Early diagnosis of cervicitis is important. Previous studies have found that neutrophil extracellular traps (NETs) play pro-inflammatory and anti-inflammatory roles in many diseases, suggesting that they may be involved in the inflammation of the uterine cervix and NETs-related genes may serve as biomarkers of cervicitis. However, what NETs-related genes are associated with cervicitis remains to be determined. Transcriptome analysis was performed using samples of exfoliated cervical cells from 15 patients with cervicitis and 15 patients without cervicitis as the control group.
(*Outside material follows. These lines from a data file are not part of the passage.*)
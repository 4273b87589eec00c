use serde::{Deserialize, Deserializer, Serialize};
use serde_json::Value;
use uuid::Uuid;

pub const DEFAULT_CURRENCY: &str = "CLP";
pub const DEFAULT_ITEM_TITLE: &str = "Item";

/// Normalized line of a checkout. Stored as JSONB on payments, sales and purchases.
#[derive(Debug, Clone, Serialize, Deserialize, PartialEq)]
pub struct LineItem {
    #[serde(default, skip_serializing_if = "Option::is_none")]
    pub item_id: Option<Uuid>,
    pub title: String,
    pub quantity: i32,
    pub unit_price: f64,
    pub currency: String,
}

/// Line as submitted by a client. Every field is optional and gets normalized.
#[derive(Debug, Clone, Default, Serialize, Deserialize)]
pub struct LineItemInput {
    #[serde(default)]
    pub item_id: Option<Uuid>,
    #[serde(default)]
    pub title: Option<String>,
    #[serde(default, deserialize_with = "lenient_quantity")]
    pub quantity: Option<i64>,
    #[serde(default, deserialize_with = "lenient_number")]
    pub unit_price: Option<f64>,
    #[serde(default)]
    pub currency: Option<String>,
}

impl LineItemInput {
    pub fn normalize(&self) -> LineItem {
        let title = self
            .title
            .as_deref()
            .map(str::trim)
            .filter(|title| !title.is_empty())
            .unwrap_or(DEFAULT_ITEM_TITLE)
            .to_string();

        let quantity = self
            .quantity
            .unwrap_or(1)
            .clamp(1, i32::MAX as i64) as i32;

        let unit_price = self
            .unit_price
            .filter(|price| price.is_finite())
            .unwrap_or(0.0)
            .max(0.0);

        let currency = self
            .currency
            .as_deref()
            .map(str::trim)
            .filter(|currency| !currency.is_empty())
            .unwrap_or(DEFAULT_CURRENCY)
            .to_uppercase();

        LineItem {
            item_id: self.item_id,
            title,
            quantity,
            unit_price,
            currency,
        }
    }
}

/// Numbers or numeric strings. Anything else is treated as absent.
fn lenient_number<'de, D>(deserializer: D) -> Result<Option<f64>, D::Error>
where
    D: Deserializer<'de>,
{
    let number = match Option::<Value>::deserialize(deserializer)? {
        Some(Value::Number(number)) => number.as_f64(),
        Some(Value::String(raw)) => raw.trim().parse::<f64>().ok(),
        _ => None,
    };

    Ok(number.filter(|number| number.is_finite()))
}

/// Fractional quantities are floored.
fn lenient_quantity<'de, D>(deserializer: D) -> Result<Option<i64>, D::Error>
where
    D: Deserializer<'de>,
{
    Ok(lenient_number(deserializer)?.map(|quantity| quantity.floor() as i64))
}

pub fn normalize_line_items(inputs: &[LineItemInput]) -> Vec<LineItem> {
    inputs.iter().map(LineItemInput::normalize).collect()
}

#[derive(Debug, Clone, PartialEq)]
pub struct LineItemTotals {
    pub amount: f64,
    pub currency: String,
}

/// Sum of quantity x unit price. Currency is taken from the first line.
pub fn compute_totals(items: &[LineItem]) -> LineItemTotals {
    let amount = items
        .iter()
        .map(|item| item.quantity as f64 * item.unit_price)
        .sum();

    let currency = items
        .first()
        .map(|item| item.currency.clone())
        .unwrap_or_else(|| DEFAULT_CURRENCY.to_string());

    LineItemTotals { amount, currency }
}

#[cfg(test)]
mod tests {
    use super::*;

    fn input(title: &str, quantity: i64, unit_price: f64) -> LineItemInput {
        LineItemInput {
            title: Some(title.to_string()),
            quantity: Some(quantity),
            unit_price: Some(unit_price),
            ..Default::default()
        }
    }

    #[test]
    fn totals_sum_quantity_times_price() {
        let items = normalize_line_items(&[input("A", 2, 1000.0), input("B", 1, 500.0)]);
        let totals = compute_totals(&items);

        assert_eq!(totals.amount, 2500.0);
        assert_eq!(totals.currency, "CLP");
    }

    #[test]
    fn missing_fields_fall_back_to_defaults() {
        let item = LineItemInput::default().normalize();

        assert_eq!(item.title, "Item");
        assert_eq!(item.quantity, 1);
        assert_eq!(item.unit_price, 0.0);
        assert_eq!(item.currency, "CLP");
    }

    #[test]
    fn quantity_and_price_are_clamped() {
        let item = input("Widget", -4, -10.0).normalize();
        assert_eq!(item.quantity, 1);
        assert_eq!(item.unit_price, 0.0);

        let item = input("Widget", 0, f64::NAN).normalize();
        assert_eq!(item.quantity, 1);
        assert_eq!(item.unit_price, 0.0);
    }

    #[test]
    fn numeric_strings_and_fractions_are_coerced() {
        let fractional: LineItemInput = serde_json::from_value(serde_json::json!({
            "title": "A",
            "quantity": 1.5,
            "unit_price": 1000
        }))
        .unwrap();
        assert_eq!(fractional.normalize().quantity, 1);

        let strings: LineItemInput = serde_json::from_value(serde_json::json!({
            "title": "B",
            "quantity": "2",
            "unit_price": "1000"
        }))
        .unwrap();
        let item = strings.normalize();
        assert_eq!(item.quantity, 2);
        assert_eq!(item.unit_price, 1000.0);

        let garbage: LineItemInput = serde_json::from_value(serde_json::json!({
            "quantity": "many",
            "unit_price": null
        }))
        .unwrap();
        let item = garbage.normalize();
        assert_eq!(item.quantity, 1);
        assert_eq!(item.unit_price, 0.0);
    }

    #[test]
    fn currency_comes_from_first_line() {
        let mut first = input("A", 1, 10.0);
        first.currency = Some("usd".to_string());
        let items = normalize_line_items(&[first, input("B", 1, 5.0)]);

        assert_eq!(compute_totals(&items).currency, "USD");
    }

    #[test]
    fn empty_cart_totals_zero() {
        let totals = compute_totals(&[]);
        assert_eq!(totals.amount, 0.0);
        assert_eq!(totals.currency, DEFAULT_CURRENCY);
    }
}
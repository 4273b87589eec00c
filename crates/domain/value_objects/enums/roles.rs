use std::fmt::Display;

use serde::{Deserialize, Serialize};

#[derive(Default, Debug, Clone, Copy, Serialize, Deserialize, PartialEq, Eq)]
#[serde(rename_all = "lowercase")]
pub enum Role {
    #[default]
    Buyer,
    Admin,
    Guest,
}

impl Role {
    pub fn as_str(&self) -> &'static str {
        match self {
            Role::Buyer => "buyer",
            Role::Admin => "admin",
            Role::Guest => "guest",
        }
    }

    pub fn from_str(value: &str) -> Option<Self> {
        match value {
            "buyer" => Some(Role::Buyer),
            "admin" => Some(Role::Admin),
            "guest" => Some(Role::Guest),
            _ => None,
        }
    }

    pub fn is_admin(&self) -> bool {
        matches!(self, Role::Admin)
    }
}

impl Display for Role {
    fn fmt(&self, f: &mut std::fmt::Formatter<'_>) -> std::fmt::Result {
        f.write_str(self.as_str())
    }
}
//! Reply generators, one per intent plus the fallback.
//!
//! All are deterministic except [`greeting`] (random pick from
//! [`GREETINGS`]) and [`time`] (formats the timestamp it is given).

use std::fmt::Display;

use chrono::{DateTime, TimeZone};
use rand::Rng;
use rand::seq::IndexedRandom;

use crate::context::DiagnosisContext;
use crate::knowledge::KnowledgeBase;

pub const GREETINGS: [&str; 3] = [
    "Hello! I am your Betel Leaf AI Assistant. How is your garden today? 🌿",
    "Namaste! Ready to optimize your betel vine health? Ask me anything.",
    "Hey there! I'm specialized in Piper betle care. How can I help you thrive today?",
];

pub const BOT_INFO: &str = "I am **BetelBot**, an advanced AI specifically trained for Betel Leaf cultivation. \
I combine computer vision data with agronomic expertise to help you achieve the best yields.";

pub const CAPABILITIES: &str = "🚀 **I can assist you with:**\n\
1. **Disease Detection:** Upload a photo for an instant diagnosis.\n\
2. **Treatment Plans:** Chemical and Organic remedies for detected issues.\n\
3. **Cultivation Advice:** Soil, water, and fertilizer requirements.\n\
4. **Prevention:** Strategies to stop outbreaks before they start.";

pub const FARMING_GENERAL: &str = "🌱 **General Growth Standards:**\n\
• **Climate:** Tropical and humid (25°C to 35°C is ideal).\n\
• **Soil:** Well-drained fertile clay or loamy soil with pH 7.0–7.5.\n\
• **Sunlight:** Filtered sunlight (Shade nets or 'Bareja' structure required).";

pub const IRRIGATION: &str = "💧 **Watering Protocol:**\n\
• Betel vines need frequent but light watering.\n\
• **Summer:** Daily misting/irrigation.\n\
• **Winter:** Every 3-4 days.\n\
• **Caution:** Never allow water to stand (stagnate) around the roots.";

pub const FERTILIZER: &str = "🧪 **Nutrition Guide:**\n\
• **Organic:** Apply Neem Cake or Mustard Cake slurry every month.\n\
• **Micronutrients:** Zinc and Magnesium sprays help maintain leaf gloss.\n\
• **Avoid:** Excessive Nitrogen (Urea) in the rainy season; it causes rot.";

pub const HARVEST: &str = "✂️ **Harvesting Tips:**\n\
• Leaves are ready when they reach full size and feel leathery.\n\
• Harvest early morning or late evening to maintain freshness.\n\
• Use a sterilized knife or 'Nakh' (thumb-cutter) to avoid pulling the vine.";

pub const PREVENTION: &str = "🛡️ **Prevention Checklist:**\n\
1. Use only disease-free 'cuttings' for planting.\n\
2. Sterilize all pruning tools with alcohol/bleach.\n\
3. Maintain wide spacing for air circulation.\n\
4. Apply Trichoderma to the soil before the monsoon starts.";

pub const THANKS: &str =
    "You're very welcome! I'm here whenever your vines need me. Happy farming! 🌿";

pub const NEEDS_DIAGNOSIS: &str = "📸 **Context Required:** Please upload a photo of the leaf first so I can see what we are treating.";

pub const FALLBACK: &str = "I'm not sure I understand that. 🌿\n\n\
Try asking about:\n\
• 'How much water do vines need?'\n\
• 'What are the signs of Leaf Rot?'\n\
• 'Organic fertilizers'\n\
...or **upload a photo** for diagnosis.";

const RULE: &str = "━━━━━━━━━━━━━━━";

/// `strftime` pattern for the time reply, after the calendar marker.
pub const TIME_FORMAT: &str = "%A, %d %B %Y | %I:%M %p";

pub fn greeting<R: Rng + ?Sized>(rng: &mut R) -> &'static str {
    GREETINGS.choose(rng).copied().unwrap_or(GREETINGS[0])
}

/// Treatment plan for the session's current diagnosis.
pub fn treatment(ctx: &DiagnosisContext, knowledge: &KnowledgeBase) -> String {
    let Some(diagnosis) = ctx.current() else {
        return NEEDS_DIAGNOSIS.to_string();
    };

    let name = display_label(&diagnosis.label);
    let Some(entry) = knowledge.get(&diagnosis.label) else {
        tracing::debug!(label = %diagnosis.label, "no knowledge entry for label");
        return format!(
            "I see {name}, but I'm still learning the treatment for it. Try checking airflow."
        );
    };

    format!(
        "📋 **Diagnosis Summary**\n\
         {RULE}\n\
         🔍 **Issue:** {name}\n\
         ⚠️ **Severity:** {icon} {severity}\n\
         🎯 **Confidence:** {confidence:?}%\n\n\
         🧬 **Cause:** {cause}\n\
         🛠️ **Action:** {advice}\n\
         🌿 **Organic Fix:** {organic}\n\
         {RULE}",
        icon = entry.severity.icon(),
        severity = entry.severity,
        confidence = diagnosis.confidence,
        cause = entry.cause,
        advice = entry.advice,
        organic = entry.organic_remedy,
    )
}

/// Current date and time, e.g. `📅 Monday, 19 October 2026 | 03:07 PM`.
pub fn time<Tz: TimeZone>(now: &DateTime<Tz>) -> String
where
    Tz::Offset: Display,
{
    format!("📅 {}", now.format(TIME_FORMAT))
}

/// Classifier labels use underscores; replies show spaces.
pub fn display_label(label: &str) -> String {
    label.replace('_', " ")
}
use std::fmt;

use serde::{Deserialize, Serialize};

/// Four-level ordinal attached to each known disease label.
///
/// Values outside the four known names deserialize to `Unknown` so an
/// externally edited knowledge table never fails to load on a typo.
#[derive(Debug, Clone, Copy, PartialEq, Eq, Serialize, Deserialize)]
#[serde(from = "String")]
pub enum Severity {
    Low,
    Moderate,
    High,
    Critical,
    Unknown,
}

impl Severity {
    /// Colored marker shown next to the severity in a diagnosis summary.
    pub fn icon(&self) -> &'static str {
        match self {
            Severity::Low => "🟢",
            Severity::Moderate => "🟡",
            Severity::High => "🟠",
            Severity::Critical => "🔴",
            Severity::Unknown => "⚪",
        }
    }

    pub fn as_str(&self) -> &'static str {
        match self {
            Severity::Low => "Low",
            Severity::Moderate => "Moderate",
            Severity::High => "High",
            Severity::Critical => "Critical",
            Severity::Unknown => "Unknown",
        }
    }
}

impl From<String> for Severity {
    fn from(name: String) -> Self {
        match name.as_str() {
            "Low" => Severity::Low,
            "Moderate" => Severity::Moderate,
            "High" => Severity::High,
            "Critical" => Severity::Critical,
            _ => Severity::Unknown,
        }
    }
}

impl fmt::Display for Severity {
    fn fmt(&self, f: &mut fmt::Formatter<'_>) -> fmt::Result {
        f.write_str(self.as_str())
    }
}

/// Infection banding derived from the classifier's top confidence (percent).
#[derive(Debug, Clone, Copy, PartialEq, Eq, Serialize, Deserialize)]
pub enum InfectionLevel {
    #[serde(rename = "Uncertain")]
    Uncertain,
    #[serde(rename = "Mild Infection")]
    Mild,
    #[serde(rename = "Moderate Infection")]
    Moderate,
    #[serde(rename = "Severe Infection")]
    Severe,
}

impl InfectionLevel {
    pub fn from_confidence(confidence: f64) -> Self {
        if confidence < 50.0 {
            InfectionLevel::Uncertain
        } else if confidence < 70.0 {
            InfectionLevel::Mild
        } else if confidence < 85.0 {
            InfectionLevel::Moderate
        } else {
            InfectionLevel::Severe
        }
    }
}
First, the intersection of differentially expressed genes (DEGs) and neutrophil extracellular trap-related genes (NETRGs) were taken to obtain genes, followed by functional enrichment analysis. We obtained hub genes through two machine learning algorithms. We then performed Artificial Neural Network (ANN) and nomogram construction, confusion matrix, receiver operating characteristic (ROC), gene set enrichment analysis (GSEA), and immune cell infiltration analysis. Moreover, we constructed ceRNA network, mRNA-transcription factor (TF) network, and hub genes-drug network. We obtained 19 intersecting genes by intersecting 1398 DEGs and 136 NETRGs. 5 hub genes were obtained through 2 machine learning algorithms, namely PKM, ATG7, CTSG, RIPK3, and ENO1. Confusion matrix and ROC curve evaluation ANN model showed high accuracy and stability. A nomogram containing the 5 hub genes was established to assess the disease rate in patients. The correlation analysis revealed that the expression of ATG7 was synergistic with RIPK3. The GSEA showed that most of the hub genes were related to ECM receptor interactions. It was predicted that the ceRNA network contained 2 hub genes, 3 targeted miRNAs, and 27 targeted lnRNAs, and that 5 mRNAs were regulated by 28 TFs. In addition, 36 small molecule drugs that target hub genes may improve the treatment of cervicitis. In this study, five hub genes (PKM, ATG7, CTSG, RIPK3, ENO1) provided new directions for the diagnosis and treatment of patients with cervicitis.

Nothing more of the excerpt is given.